Dr. Christy Kesslering: The two most recent ones that I can think of included an original diagnosis of colon cancer and one with metastatic, locally progressive breast cancer. Both of them found the metabolic health sphere and started their own version of a ketogenic diet. One of them had dramatic drops in tumor markers. One of them had a visible improvement in the skin and the fungating tumor in her breasts before they even started their conventional therapies. They went on to start their conventional therapies, but they were already seeing improvement, and they said, “Oh my gosh, I didn’t understand sugar the same way.” A lot of people have already cut out sugar, especially cancer patients. One of them was a vegetarian doing a lot more of the plant-based style of eating. Once she cut back on that and really optimized that low-carb type diet and added in more animal fats, eggs, fish, some beef and lamb, she saw results. I love the hope that it brings, and I love the hope that patients get excited about how good they feel, and they didn’t realize that they weren’t feeling good.

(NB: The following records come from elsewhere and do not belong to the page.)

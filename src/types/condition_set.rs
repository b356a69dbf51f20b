use std::fmt;

use serde::de::{Deserialize, Deserializer};

use super::condition::Condition;
use super::error::CompileError;
use super::evaluation_report::EvaluationReport;
use super::facts::FactProvider;

/// An ordered conjunction of conditions, as found in a rule's
/// `conditions:` list.
///
/// Immutable once built, so it can be shared behind `Arc` and evaluated
/// from many threads.
///
/// # Example
///
/// ```
/// use prpolicy::{Attribute, ConditionSet, Facts};
///
/// let conditions = ConditionSet::parse(["base=main", "-label=wip", "#approved-reviews-by>=1"])
///     .unwrap();
/// let facts = Facts::new()
///     .set(Attribute::Base, ["main"])
///     .set(Attribute::ApprovedReviewsBy, ["alice"]);
/// assert!(conditions.evaluate(&facts));
/// ```
#[derive(Debug, Clone, Default, PartialEq)]
pub struct ConditionSet {
    conditions: Vec<Condition>,
}

impl ConditionSet {
    #[must_use]
    pub fn new(conditions: Vec<Condition>) -> Self {
        Self { conditions }
    }

    /// Parse every expression, failing on the first invalid one.
    ///
    /// # Errors
    ///
    /// Returns [`CompileError::InvalidCondition`] with the zero-based index
    /// of the expression that did not parse.
    pub fn parse<I, S>(expressions: I) -> Result<Self, CompileError>
    where
        I: IntoIterator<Item = S>,
        S: AsRef<str>,
    {
        let conditions = expressions
            .into_iter()
            .enumerate()
            .map(|(index, expr)| {
                let expr = expr.as_ref();
                crate::parse::parse(expr).map_err(|source| CompileError::InvalidCondition {
                    index,
                    expression: expr.to_owned(),
                    source,
                })
            })
            .collect::<Result<Vec<_>, _>>()?;
        tracing::debug!(count = conditions.len(), "compiled condition set");
        Ok(Self { conditions })
    }

    /// Whether every condition holds. An empty set always holds.
    #[must_use]
    pub fn evaluate(&self, facts: &impl FactProvider) -> bool {
        crate::evaluate::evaluate_all(&self.conditions, facts)
    }

    /// Evaluate every condition and report which ones held.
    pub fn evaluate_detailed(&self, facts: &impl FactProvider) -> EvaluationReport {
        crate::evaluate::evaluate_detailed(&self.conditions, facts)
    }

    #[must_use]
    pub fn conditions(&self) -> &[Condition] {
        &self.conditions
    }

    #[must_use]
    pub fn len(&self) -> usize {
        self.conditions.len()
    }

    #[must_use]
    pub fn is_empty(&self) -> bool {
        self.conditions.is_empty()
    }
}

impl FromIterator<Condition> for ConditionSet {
    fn from_iter<T: IntoIterator<Item = Condition>>(iter: T) -> Self {
        Self::new(iter.into_iter().collect())
    }
}

impl<'de> Deserialize<'de> for ConditionSet {
    fn deserialize<D: Deserializer<'de>>(deserializer: D) -> Result<Self, D::Error> {
        let expressions = Vec::<String>::deserialize(deserializer)?;
        Self::parse(&expressions).map_err(serde::de::Error::custom)
    }
}

impl fmt::Display for ConditionSet {
    fn fmt(&self, f: &mut fmt::Formatter<'_>) -> fmt::Result {
        for (i, condition) in self.conditions.iter().enumerate() {
            if i > 0 {
                f.write_str(" ")?;
            }
            write!(f, "{condition}")?;
        }
        Ok(())
    }
}

#[cfg(test)]
mod tests {
    use super::*;
    use crate::types::{attr, count, flag, Attribute, Facts};

    #[test]
    fn parse_collects_in_order() {
        let set = ConditionSet::parse(["base=main", "#files>3", "-draft"]).unwrap();
        assert_eq!(set.len(), 3);
        assert_eq!(set.conditions()[0], attr(Attribute::Base).eq("main").unwrap());
        assert_eq!(set.conditions()[1], count(Attribute::Files).gt(3_i64).unwrap());
        assert_eq!(set.conditions()[2], !flag(Attribute::Draft).unwrap());
    }

    #[test]
    fn parse_reports_failing_index() {
        let err = ConditionSet::parse(["base=main", "label=wip", "reviewer=bob"]).unwrap_err();
        match err {
            CompileError::InvalidCondition {
                index, expression, ..
            } => {
                assert_eq!(index, 2);
                assert_eq!(expression, "reviewer=bob");
            }
        }
    }

    #[test]
    fn empty_set_holds() {
        let set = ConditionSet::default();
        assert!(set.is_empty());
        assert!(set.evaluate(&Facts::new()));
    }

    #[test]
    fn evaluate_is_conjunction() {
        let set = ConditionSet::parse(["base=main", "label=ready"]).unwrap();
        let ready = Facts::new()
            .set(Attribute::Base, ["main"])
            .set(Attribute::Label, ["ready"]);
        let not_ready = Facts::new().set(Attribute::Base, ["main"]);
        assert!(set.evaluate(&ready));
        assert!(!set.evaluate(&not_ready));

        let report = set.evaluate_detailed(&not_ready);
        assert_eq!(report.unmatched(), &["label=ready"]);
    }

    #[test]
    fn display_joins_conditions() {
        let set = ConditionSet::parse(["base : main", "¬label=wip"]).unwrap();
        assert_eq!(set.to_string(), "base=main -label=wip");
    }

    #[test]
    fn deserialize_from_yaml_list() {
        let set: ConditionSet =
            serde_yaml::from_str("- base=main\n- \"#approved-reviews-by>=2\"\n").unwrap();
        assert_eq!(set.len(), 2);

        let err = serde_yaml::from_str::<ConditionSet>("- base=main\n- nope=1\n").unwrap_err();
        assert!(err.to_string().contains("condition #1"));
    }

    #[test]
    fn collect_from_iterator() {
        let set: ConditionSet = [
            flag(Attribute::Merged).unwrap(),
            attr(Attribute::Label).ne("wip").unwrap(),
        ]
            .into_iter()
            .collect();
        assert_eq!(set.len(), 2);
    }
}
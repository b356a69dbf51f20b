use std::fmt;

use thiserror::Error;

use super::schema::{KeyPath, Mode};

/// What is wrong at one location of a document.
#[derive(Debug, Clone, PartialEq, Eq, Error)]
pub enum IssueKind {
    #[error("required key not provided")]
    Missing,

    #[error("extra keys not allowed")]
    UnknownKey,

    #[error("expected {expected}")]
    WrongType { expected: &'static str },

    #[error("value {actual} must be between {min} and {max}")]
    OutOfRange { actual: i64, min: i64, max: i64 },
}

/// One validation failure and where it happened.
#[derive(Debug, Clone, PartialEq, Eq)]
pub struct Issue {
    path: KeyPath,
    kind: IssueKind,
}

impl Issue {
    pub(crate) fn new(path: KeyPath, kind: IssueKind) -> Self {
        Self { path, kind }
    }

    #[must_use]
    pub fn path(&self) -> &KeyPath {
        &self.path
    }

    #[must_use]
    pub fn kind(&self) -> &IssueKind {
        &self.kind
    }
}

impl fmt::Display for Issue {
    fn fmt(&self, f: &mut fmt::Formatter<'_>) -> fmt::Result {
        write!(f, "{}: {}", self.path, self.kind)
    }
}

/// A document failed lenient or strict validation.
///
/// Holds every issue found, in document order; never empty.
#[derive(Debug, Clone, PartialEq, Eq)]
pub struct ValidationError {
    mode: Mode,
    issues: Vec<Issue>,
}

impl ValidationError {
    pub(crate) fn new(mode: Mode, issues: Vec<Issue>) -> Self {
        Self { mode, issues }
    }

    #[must_use]
    pub fn mode(&self) -> Mode {
        self.mode
    }

    #[must_use]
    pub fn issues(&self) -> &[Issue] {
        &self.issues
    }

    /// The first issue reported at `path` (dotted form), if any.
    #[must_use]
    pub fn issue_at(&self, path: &str) -> Option<&Issue> {
        self.issues.iter().find(|i| i.path.to_string() == path)
    }
}

impl fmt::Display for ValidationError {
    fn fmt(&self, f: &mut fmt::Formatter<'_>) -> fmt::Result {
        write!(f, "{} validation failed: ", self.mode)?;
        for (i, issue) in self.issues.iter().enumerate() {
            if i > 0 {
                f.write_str("; ")?;
            }
            write!(f, "{issue}")?;
        }
        Ok(())
    }
}

impl std::error::Error for ValidationError {}

/// Errors produced while loading configuration or resolving a branch rule.
#[derive(Debug, Error)]
pub enum ConfigError {
    #[error("invalid YAML at line {line}, column {column}: {message}")]
    Yaml {
        line: usize,
        column: usize,
        message: String,
    },

    #[error("invalid YAML: {message}")]
    YamlUnpositioned { message: String },

    #[error(transparent)]
    Invalid(#[from] ValidationError),

    #[error("invalid branch pattern '{pattern}': {source}")]
    BranchPattern {
        pattern: String,
        #[source]
        source: regex::Error,
    },

    #[error("cannot decode rule: {0}")]
    Decode(#[source] serde_yaml::Error),
}

impl ConfigError {
    pub(crate) fn from_yaml(err: serde_yaml::Error) -> Self {
        match err.location() {
            Some(location) => ConfigError::Yaml {
                line: location.line(),
                column: location.column(),
                message: err.to_string(),
            },
            None => ConfigError::YamlUnpositioned {
                message: err.to_string(),
            },
        }
    }
}
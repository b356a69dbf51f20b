use thiserror::Error;

use crate::parse::ParseError;

#[derive(Debug, Error)]
pub enum CompileError {
    #[error("condition #{index} '{expression}' is invalid: {source}")]
    InvalidCondition {
        index: usize,
        expression: String,
        #[source]
        source: ParseError,
    },
}

#[cfg(test)]
mod tests {
    use super::*;
    use crate::parse::parse;

    #[test]
    fn invalid_condition_message() {
        let source = parse("reviewer=bob").unwrap_err();
        let err = CompileError::InvalidCondition {
            index: 2,
            expression: "reviewer=bob".into(),
            source,
        };
        assert_eq!(
            err.to_string(),
            "condition #2 'reviewer=bob' is invalid: parse error at 0..8: unknown attribute 'reviewer'"
        );
    }

    #[test]
    fn invalid_condition_keeps_source() {
        let source = parse("current-time>=25:00").unwrap_err();
        let err = CompileError::InvalidCondition {
            index: 0,
            expression: "current-time>=25:00".into(),
            source,
        };
        let inner = std::error::Error::source(&err).unwrap();
        assert!(inner.to_string().contains("hour 25"));
    }
}
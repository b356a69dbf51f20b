use std::fmt;
use std::ops::Not;
use std::str::FromStr;

use chrono::NaiveTime;
use serde::de::{self, Deserialize, Deserializer};
use serde::ser::{Serialize, SerializeMap, Serializer};

use super::attribute::{Attribute, ValueGrammar};
use super::value::{Pattern, Value};
use crate::parse::{ParseError, ParseErrorKind};

/// Operators a condition can use, after alias normalisation.
///
/// `:` and `==` become [`Operator::Eq`], `≠` becomes [`Operator::Ne`],
/// `≥`/`≤` become [`Operator::Ge`]/[`Operator::Le`].
#[derive(Debug, Clone, Copy, PartialEq, Eq, Hash)]
pub enum Operator {
    Eq,
    Ne,
    Lt,
    Le,
    Gt,
    Ge,
    Regex,
}

impl Operator {
    /// The canonical ASCII spelling.
    #[must_use]
    pub fn symbol(self) -> &'static str {
        match self {
            Operator::Eq => "=",
            Operator::Ne => "!=",
            Operator::Lt => "<",
            Operator::Le => "<=",
            Operator::Gt => ">",
            Operator::Ge => ">=",
            Operator::Regex => "~=",
        }
    }

    #[must_use]
    pub fn is_equality(self) -> bool {
        matches!(self, Operator::Eq | Operator::Ne)
    }

    #[must_use]
    pub fn is_range(self) -> bool {
        matches!(self, Operator::Lt | Operator::Le | Operator::Gt | Operator::Ge)
    }
}

impl fmt::Display for Operator {
    fn fmt(&self, f: &mut fmt::Formatter<'_>) -> fmt::Result {
        f.write_str(self.symbol())
    }
}

/// One parsed condition: an attribute, an operator and a value, plus the
/// orthogonal negation and count flags.
///
/// Conditions are immutable; build them with [`parse`](crate::parse::parse),
/// [`str::parse`], or the [`attr()`], [`count()`] and [`flag()`] helpers.
#[derive(Debug, Clone, PartialEq)]
pub struct Condition {
    negated: bool,
    quantified: bool,
    attribute: Attribute,
    operator: Operator,
    value: Value,
}

impl Condition {
    pub(crate) fn new(
        negated: bool,
        quantified: bool,
        attribute: Attribute,
        operator: Operator,
        value: Value,
    ) -> Self {
        Self {
            negated,
            quantified,
            attribute,
            operator,
            value,
        }
    }

    #[must_use]
    pub fn negated(&self) -> bool {
        self.negated
    }

    /// True when the condition tests the number of values (`#files>3`).
    #[must_use]
    pub fn quantified(&self) -> bool {
        self.quantified
    }

    #[must_use]
    pub fn attribute(&self) -> Attribute {
        self.attribute
    }

    #[must_use]
    pub fn operator(&self) -> Operator {
        self.operator
    }

    #[must_use]
    pub fn value(&self) -> &Value {
        &self.value
    }

    /// The key of the canonical tree: the attribute name, prefixed with `#`
    /// when quantified.
    #[must_use]
    pub fn key(&self) -> String {
        if self.quantified {
            format!("#{}", self.attribute.name())
        } else {
            self.attribute.name().to_owned()
        }
    }
}

impl Not for Condition {
    type Output = Condition;

    fn not(mut self) -> Condition {
        self.negated = !self.negated;
        self
    }
}

impl fmt::Display for Condition {
    fn fmt(&self, f: &mut fmt::Formatter<'_>) -> fmt::Result {
        if self.negated {
            f.write_str("-")?;
        }
        f.write_str(&self.key())?;
        if self.value == Value::Bool(true) && self.operator == Operator::Eq {
            return Ok(());
        }
        match &self.value {
            // Token grammars never quote; only free text reads a quoted string.
            Value::Text(s) if self.attribute.grammar() != ValueGrammar::Text => {
                write!(f, "{}{s}", self.operator)
            }
            value => write!(f, "{}{value}", self.operator),
        }
    }
}

/// Serializes the canonical tree: `{op: [key, value]}`, wrapped in
/// `{"-": ...}` when negated.
impl Serialize for Condition {
    fn serialize<S: Serializer>(&self, serializer: S) -> Result<S::Ok, S::Error> {
        struct Inner<'a>(&'a Condition);

        impl Serialize for Inner<'_> {
            fn serialize<S: Serializer>(&self, serializer: S) -> Result<S::Ok, S::Error> {
                let mut map = serializer.serialize_map(Some(1))?;
                map.serialize_entry(self.0.operator.symbol(), &(self.0.key(), &self.0.value))?;
                map.end()
            }
        }

        if self.negated {
            let mut map = serializer.serialize_map(Some(1))?;
            map.serialize_entry("-", &Inner(self))?;
            map.end()
        } else {
            Inner(self).serialize(serializer)
        }
    }
}

impl FromStr for Condition {
    type Err = ParseError;

    fn from_str(s: &str) -> Result<Self, Self::Err> {
        crate::parse::parse(s)
    }
}

/// Conditions deserialize from their expression text.
impl<'de> Deserialize<'de> for Condition {
    fn deserialize<D: Deserializer<'de>>(deserializer: D) -> Result<Self, D::Error> {
        let text = String::deserialize(deserializer)?;
        text.parse().map_err(de::Error::custom)
    }
}

/// Intermediate builder for attribute conditions.
/// Created by [`attr()`] or [`count()`]; requires an operator method to
/// produce a [`Condition`].
///
/// Every operator method applies the rules the parser applies, so a built
/// condition always renders to text that parses back to it.
#[derive(Debug, Clone)]
pub struct AttributeExpr {
    attribute: Attribute,
    quantified: bool,
}

/// Result of building a condition outside the parser.
pub type BuildResult = Result<Condition, ParseErrorKind>;

impl AttributeExpr {
    fn build(self, operator: Operator, value: Value) -> BuildResult {
        crate::parse::check(self.attribute, self.quantified, operator, &value)?;
        Ok(Condition::new(
            false,
            self.quantified,
            self.attribute,
            operator,
            value,
        ))
    }

    /// # Errors
    ///
    /// Returns the [`ParseErrorKind`] the parser would report for the same
    /// attribute, operator and value.
    pub fn eq(self, value: impl Into<Value>) -> BuildResult {
        self.build(Operator::Eq, value.into())
    }

    /// # Errors
    ///
    /// See [`AttributeExpr::eq`].
    pub fn ne(self, value: impl Into<Value>) -> BuildResult {
        self.build(Operator::Ne, value.into())
    }

    /// # Errors
    ///
    /// See [`AttributeExpr::eq`].
    pub fn lt(self, value: impl Into<Value>) -> BuildResult {
        self.build(Operator::Lt, value.into())
    }

    /// # Errors
    ///
    /// See [`AttributeExpr::eq`].
    pub fn le(self, value: impl Into<Value>) -> BuildResult {
        self.build(Operator::Le, value.into())
    }

    /// # Errors
    ///
    /// See [`AttributeExpr::eq`].
    pub fn gt(self, value: impl Into<Value>) -> BuildResult {
        self.build(Operator::Gt, value.into())
    }

    /// # Errors
    ///
    /// See [`AttributeExpr::eq`].
    pub fn ge(self, value: impl Into<Value>) -> BuildResult {
        self.build(Operator::Ge, value.into())
    }

    /// A `~=` condition.
    ///
    /// # Errors
    ///
    /// Returns [`ParseErrorKind::InvalidRegex`] when `pattern` does not
    /// compile, or the operator error when the attribute takes no `~=`.
    pub fn matches(self, pattern: &str) -> BuildResult {
        let pattern = Pattern::new(pattern).map_err(|e| ParseErrorKind::InvalidRegex {
            message: e.to_string(),
        })?;
        self.build(Operator::Regex, Value::Pattern(pattern))
    }
}

#[must_use]
pub fn attr(attribute: Attribute) -> AttributeExpr {
    AttributeExpr {
        attribute,
        quantified: false,
    }
}

/// Start a `#attribute` condition comparing the number of values.
#[must_use]
pub fn count(attribute: Attribute) -> AttributeExpr {
    AttributeExpr {
        attribute,
        quantified: true,
    }
}

/// A boolean attribute condition such as `merged` (`merged = true`).
///
/// # Errors
///
/// Returns [`ParseErrorKind::ExpectedOperator`] for an attribute that is not
/// boolean, as the parser does for a bare `label`.
pub fn flag(attribute: Attribute) -> BuildResult {
    if attribute.grammar() != ValueGrammar::Boolean {
        return Err(ParseErrorKind::ExpectedOperator { attribute });
    }
    Ok(Condition::new(
        false,
        false,
        attribute,
        Operator::Eq,
        Value::Bool(true),
    ))
}

/// A `current-time` condition.
///
/// # Errors
///
/// Returns [`ParseErrorKind::IncompatibleOperator`] for an equality or regex
/// operator, and [`ParseErrorKind::MalformedTime`] for a time with seconds.
pub fn current_time(operator: Operator, time: NaiveTime) -> BuildResult {
    attr(Attribute::CurrentTime).build(operator, Value::Time(time))
}
use std::borrow::Cow;
use std::collections::HashMap;

use chrono::{DateTime, Utc};

use super::attribute::Attribute;
use super::value::Value;

/// Source of pull request facts that conditions are evaluated against.
///
/// Every attribute is list-valued: scalar facts such as `base` are a
/// one-element list and a missing fact is an empty list.
pub trait FactProvider {
    /// The values of an attribute.
    fn values(&self, attribute: Attribute) -> Cow<'_, [Value]>;

    /// Members of a team referenced as `@team` or `@org/team`, if known.
    fn team_members(&self, _team: &str) -> Option<Vec<String>> {
        None
    }
}

/// In-memory [`FactProvider`] keyed by [`Attribute`].
#[derive(Debug, Clone, Default)]
pub struct Facts {
    values: HashMap<Attribute, Vec<Value>>,
    teams: HashMap<String, Vec<String>>,
}

impl Facts {
    /// Create an empty fact set.
    #[must_use]
    pub fn new() -> Self {
        Self::default()
    }

    /// Replace all values of an attribute.
    #[must_use]
    pub fn set<I, V>(mut self, attribute: Attribute, values: I) -> Self
    where
        I: IntoIterator<Item = V>,
        V: Into<Value>,
    {
        self.insert(attribute, values.into_iter().map(Into::into).collect());
        self
    }

    /// Append one value to an attribute.
    #[must_use]
    pub fn push(mut self, attribute: Attribute, value: impl Into<Value>) -> Self {
        self.values
            .entry(attribute)
            .or_default()
            .push(value.into());
        self
    }

    /// Set a boolean attribute such as `merged` or `draft`.
    #[must_use]
    pub fn flag(self, attribute: Attribute, on: bool) -> Self {
        self.set(attribute, [on])
    }

    /// Register the members of a team reference (e.g. `"@org/devs"`).
    #[must_use]
    pub fn team<I, S>(mut self, team: &str, members: I) -> Self
    where
        I: IntoIterator<Item = S>,
        S: Into<String>,
    {
        self.teams
            .insert(team.to_owned(), members.into_iter().map(Into::into).collect());
        self
    }

    /// Set `current-time` from a UTC timestamp.
    #[must_use]
    pub fn at(self, now: DateTime<Utc>) -> Self {
        self.set(Attribute::CurrentTime, [now.time()])
    }

    /// Replace all values of an attribute (mutable reference version).
    pub fn insert(&mut self, attribute: Attribute, values: Vec<Value>) {
        self.values.insert(attribute, values);
    }

    #[must_use]
    pub fn get(&self, attribute: Attribute) -> &[Value] {
        self.values.get(&attribute).map(Vec::as_slice).unwrap_or_default()
    }
}

impl FactProvider for Facts {
    fn values(&self, attribute: Attribute) -> Cow<'_, [Value]> {
        Cow::Borrowed(self.get(attribute))
    }

    fn team_members(&self, team: &str) -> Option<Vec<String>> {
        self.teams.get(team).cloned()
    }
}
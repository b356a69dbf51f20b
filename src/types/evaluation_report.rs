use std::fmt;
use std::time::Duration;

/// Detailed evaluation report returned by
/// [`ConditionSet::evaluate_detailed()`](super::condition_set::ConditionSet::evaluate_detailed).
///
/// Lists which conditions held and which did not, in declaration order,
/// and the wall-clock duration of the evaluation.
#[derive(Debug, Clone)]
#[must_use]
pub struct EvaluationReport {
    matched: Vec<String>,
    unmatched: Vec<String>,
    duration: Duration,
}

impl EvaluationReport {
    pub(crate) fn new(matched: Vec<String>, unmatched: Vec<String>, duration: Duration) -> Self {
        Self {
            matched,
            unmatched,
            duration,
        }
    }

    /// Whether every condition held, same as
    /// [`ConditionSet::evaluate()`](super::condition_set::ConditionSet::evaluate).
    #[must_use]
    pub fn passed(&self) -> bool {
        self.unmatched.is_empty()
    }

    /// Conditions that held, rendered in search syntax.
    #[must_use]
    pub fn matched(&self) -> &[String] {
        &self.matched
    }

    /// Conditions that did not hold, rendered in search syntax.
    #[must_use]
    pub fn unmatched(&self) -> &[String] {
        &self.unmatched
    }

    #[must_use]
    pub fn duration(&self) -> Duration {
        self.duration
    }
}

impl fmt::Display for EvaluationReport {
    fn fmt(&self, f: &mut fmt::Formatter<'_>) -> fmt::Result {
        write!(f, "passed: {}", self.passed())?;
        write!(f, ", matched: [{}]", self.matched.join(", "))?;
        write!(f, ", unmatched: [{}]", self.unmatched.join(", "))?;
        write!(f, ", duration: {:?}", self.duration)?;
        Ok(())
    }
}

#[cfg(test)]
mod tests {
    use super::*;

    #[test]
    fn report_accessors() {
        let report = EvaluationReport::new(
            vec!["base=main".into()],
            vec!["#files<3".into()],
            Duration::from_nanos(500),
        );

        assert!(!report.passed());
        assert_eq!(report.matched(), &["base=main"]);
        assert_eq!(report.unmatched(), &["#files<3"]);
        assert_eq!(report.duration(), Duration::from_nanos(500));
    }

    #[test]
    fn report_display() {
        let report = EvaluationReport::new(
            vec!["base=main".into(), "-draft".into()],
            vec![],
            Duration::from_nanos(100),
        );
        let s = report.to_string();
        assert!(s.starts_with("passed: true"));
        assert!(s.contains("matched: [base=main, -draft]"));
        assert!(s.contains("unmatched: []"));
    }
}
use std::fmt;

use super::condition::Operator;

/// The shape of value an attribute accepts on the right of its operator.
#[derive(Debug, Clone, Copy, PartialEq, Eq)]
pub enum ValueGrammar {
    /// Free text: quoted or bare, consumes the rest of the expression.
    Text,
    /// A git branch name (no `~ ^ : [ ] \` or spaces).
    Branch,
    /// A milestone title without whitespace.
    Milestone,
    /// A login, or an `@team` / `@org/team` reference.
    LoginOrTeam,
    /// A non-negative integer.
    Integer,
    /// `HH:MM` time of day in UTC.
    Time,
    /// No operator or value; presence means `= true`.
    Boolean,
}

impl ValueGrammar {
    /// Whether `op` may be used in front of a value of this grammar.
    #[must_use]
    pub fn accepts(self, op: Operator) -> bool {
        match self {
            ValueGrammar::Text
            | ValueGrammar::Branch
            | ValueGrammar::Milestone
            | ValueGrammar::LoginOrTeam => op.is_equality() || op == Operator::Regex,
            ValueGrammar::Integer => op != Operator::Regex,
            ValueGrammar::Time => op.is_range(),
            ValueGrammar::Boolean => false,
        }
    }
}

macro_rules! attributes {
    ($($variant:ident => $name:literal : $grammar:ident,)+) => {
        /// A named fact about a pull request that a condition can test.
        ///
        /// The catalog is closed: every legal attribute name is a variant here and
        /// is bound to exactly one [`ValueGrammar`].
        #[derive(Debug, Clone, Copy, PartialEq, Eq, Hash, PartialOrd, Ord)]
        pub enum Attribute {
            $($variant,)+
        }

        impl Attribute {
            /// Every attribute, in catalog order.
            pub const ALL: &'static [Attribute] = &[$(Attribute::$variant,)+];

            /// The name used in expressions, e.g. `"merged-by"`.
            #[must_use]
            pub fn name(self) -> &'static str {
                match self {
                    $(Attribute::$variant => $name,)+
                }
            }

            /// The value grammar this attribute is bound to.
            #[must_use]
            pub fn grammar(self) -> ValueGrammar {
                match self {
                    $(Attribute::$variant => ValueGrammar::$grammar,)+
                }
            }

            /// Look an attribute up by its expression name.
            #[must_use]
            pub fn from_name(name: &str) -> Option<Self> {
                match name {
                    $($name => Some(Attribute::$variant),)+
                    _ => None,
                }
            }
        }
    };
}

attributes! {
    Head => "head": Branch,
    Base => "base": Branch,
    Author => "author": LoginOrTeam,
    MergedBy => "merged-by": LoginOrTeam,
    Body => "body": Text,
    Assignee => "assignee": LoginOrTeam,
    Label => "label": Text,
    Title => "title": Text,
    Files => "files": Text,
    Milestone => "milestone": Milestone,
    Number => "number": Integer,
    ReviewRequested => "review-requested": LoginOrTeam,
    ApprovedReviewsBy => "approved-reviews-by": LoginOrTeam,
    DismissedReviewsBy => "dismissed-reviews-by": LoginOrTeam,
    ChangesRequestedReviewsBy => "changes-requested-reviews-by": LoginOrTeam,
    CommentedReviewsBy => "commented-reviews-by": LoginOrTeam,
    StatusSuccess => "status-success": Text,
    StatusNeutral => "status-neutral": Text,
    StatusFailure => "status-failure": Text,
    CheckSuccess => "check-success": Text,
    CheckSuccessOrNeutral => "check-success-or-neutral": Text,
    CheckFailure => "check-failure": Text,
    CheckNeutral => "check-neutral": Text,
    CheckSkipped => "check-skipped": Text,
    CheckPending => "check-pending": Text,
    CheckStale => "check-stale": Text,
    CurrentTime => "current-time": Time,
    Locked => "locked": Boolean,
    Merged => "merged": Boolean,
    Closed => "closed": Boolean,
    Conflict => "conflict": Boolean,
    Draft => "draft": Boolean,
}

impl Attribute {
    /// Whether the `#` count prefix may be applied to this attribute.
    #[must_use]
    pub fn is_quantifiable(self) -> bool {
        !matches!(self.grammar(), ValueGrammar::Boolean | ValueGrammar::Time)
    }

    /// Whether a `-`/`¬`/`+` prefix may be applied to this attribute.
    #[must_use]
    pub fn accepts_prefix(self) -> bool {
        self.grammar() != ValueGrammar::Time
    }
}

impl fmt::Display for Attribute {
    fn fmt(&self, f: &mut fmt::Formatter<'_>) -> fmt::Result {
        f.write_str(self.name())
    }
}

Dr. Eric Westman: The term you used, “fungating”, is a term that we use when you can hardly see it. To have a tumor get smaller like that is not common. That’s rare.
Dr. Christy Kesslering: You definitely would not expect it in the conventional world without giving conventional therapy. They just don’t believe that anything else is going to make a tumor move. It’s impressive what our bodies will help us do if we put them in the right state.
Dr. Eric Westman: The keto diet to me is like an umbrella where we’re teaching people not to eat all of the garbage out there like sugars and ultra-processed foods. And one of the main take-home points, regarding nutrition in general, is that starches get digested to sugars. If you are having really starchy foods, it’s going to be raising the sugar as well. You want to protect yourself from that stuff somehow. We can call it keto, we can call it some other type of diet, but you want to minimize that stuff.
Is there evidence that cleaning up your diet will reduce your chances of cancer? Or conversely, is bad food linked to cancer?
Dr. Christy Kesslering: I will say that when we look at the individual foods, that’s where we get into trouble with all of those observational studies, but there certainly is data on metabolism. It’s still observational, but it’s much stronger when we’re looking at insulin and glucose levels. So, yes, we know diabetics will have higher rates of cancer, we know that.
When we actually dig into that science and look at fasting glucose levels, there’s a little bit of a stronger signal in sugar-sweetened beverages and other things. Blood glucose goes up a little later; insulin starts going up first because more and more insulin is released to keep sugars low. I wish that all of our primary care physicians and pediatricians would be drawing insulin, and we would be basing our recommendations on insulin levels.
3. Starting low-carb too late
Dr. Christy Kesslering: I’m not going to tell someone, “When you’re 40 and you start to put on your belly fat, that’s when you should go low carb.” No, we really should be starting it in childhood because we are seeing so many early cancers, it just gets younger and younger.
Dr. Eric Westman: That reminds me of the two other disease processes – pre-diabetes and diabetes take maybe even a decade to show themselves. With Alzheimer’s, once you have a symptom, that really means you’ve had something going on for 10-15 years. So, take action now.